Problem description: Looking at the listing below, retype exactly the lines starting at the one containing "pub fn new(config: &ClientConfig)" and ending at the one containing "let mut request", both included, and nothing else.

Exercise data:

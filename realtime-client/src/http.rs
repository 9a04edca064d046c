//! HTTP client for the platform REST API

use crate::{ClientConfig, ClientError, ClientResult};
use reqwest::{Client, StatusCode};
use serde::de::DeserializeOwned;
use shared::client::{Profile, ProfileResponse};

/// HTTP client for the platform REST API
#[derive(Debug, Clone)]
pub struct HttpClient {
    client: Client,
    base_url: String,
    token: Option<String>,
}

impl HttpClient {
    /// Create a new HTTP client from configuration
    pub fn new(config: &ClientConfig) -> ClientResult<Self> {
        let client = Client::builder()
            .timeout(std::time::Duration::from_secs(config.timeout))
            .build()?;

        Ok(Self {
            client,
            base_url: config.api_url.clone(),
            token: config.token.clone(),
        })
    }

    /// Set the authentication token
    pub fn with_token(mut self, token: impl Into<String>) -> Self {
        self.token = Some(token.into());
        self
    }

    fn url(&self, path: &str) -> String {
        format!(
            "{}/{}",
            self.base_url.trim_end_matches('/'),
            path.trim_start_matches('/')
        )
    }

    /// Make a GET request
    pub async fn get<T: DeserializeOwned>(&self, path: &str) -> ClientResult<T> {
        let mut request = self.client.get(self.url(path));

        if let Some(ref token) = self.token {
            request = request.bearer_auth(token);
        }

        let response = request.send().await?;
        Self::handle_response(response).await
    }

    /// Handle the HTTP response
    async fn handle_response<T: DeserializeOwned>(response: reqwest::Response) -> ClientResult<T> {
        let status = response.status();

        if !status.is_success() {
            let text = response.text().await?;
            return match status {
                StatusCode::UNAUTHORIZED => Err(ClientError::Unauthorized),
                StatusCode::FORBIDDEN => Err(ClientError::Forbidden(text)),
                StatusCode::NOT_FOUND => Err(ClientError::NotFound(text)),
                StatusCode::BAD_REQUEST | StatusCode::UNPROCESSABLE_ENTITY => {
                    Err(ClientError::Validation(text))
                }
                _ => Err(ClientError::Internal(text)),
            };
        }

        let bytes = response.bytes().await?;
        serde_json::from_slice(&bytes).map_err(|e| ClientError::InvalidResponse(e.to_string()))
    }

    // ========== Profile API ==========

    /// `GET /profile` for the token's owner
    pub async fn profile(&self) -> ClientResult<Profile> {
        let profile = self
            .get::<ProfileResponse>("/profile")
            .await?
            .data
            .ok_or_else(|| ClientError::InvalidResponse("Missing profile data".to_string()))?;

        if profile.id.trim().is_empty() {
            return Err(ClientError::InvalidResponse("Profile has an empty _id".to_string()));
        }
        Ok(profile)
    }
}

#[cfg(test)]
mod tests {
    use super::*;

    #[test]
    fn test_url_join() {
        let client = HttpClient::new(&ClientConfig::new("http://api.local/v1/")).unwrap();
        assert_eq!(client.url("/profile"), "http://api.local/v1/profile");
        assert_eq!(client.url("profile"), "http://api.local/v1/profile");
    }
}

Task solution:
    pub fn new(config: &ClientConfig) -> ClientResult<Self> {
        let client = Client::builder()
            .timeout(std::time::Duration::from_secs(config.timeout))
            .build()?;

        Ok(Self {
            client,
            base_url: config.api_url.clone(),
            token: config.token.clone(),
        })
    }

    /// Set the authentication token
    pub fn with_token(mut self, token: impl Into<String>) -> Self {
        self.token = Some(token.into());
        self
    }

    fn url(&self, path: &str) -> String {
        format!(
            "{}/{}",
            self.base_url.trim_end_matches('/'),
            path.trim_start_matches('/')
        )
    }

    /// Make a GET request
    pub async fn get<T: DeserializeOwned>(&self, path: &str) -> ClientResult<T> {
        let mut request = self.client.get(self.url(path));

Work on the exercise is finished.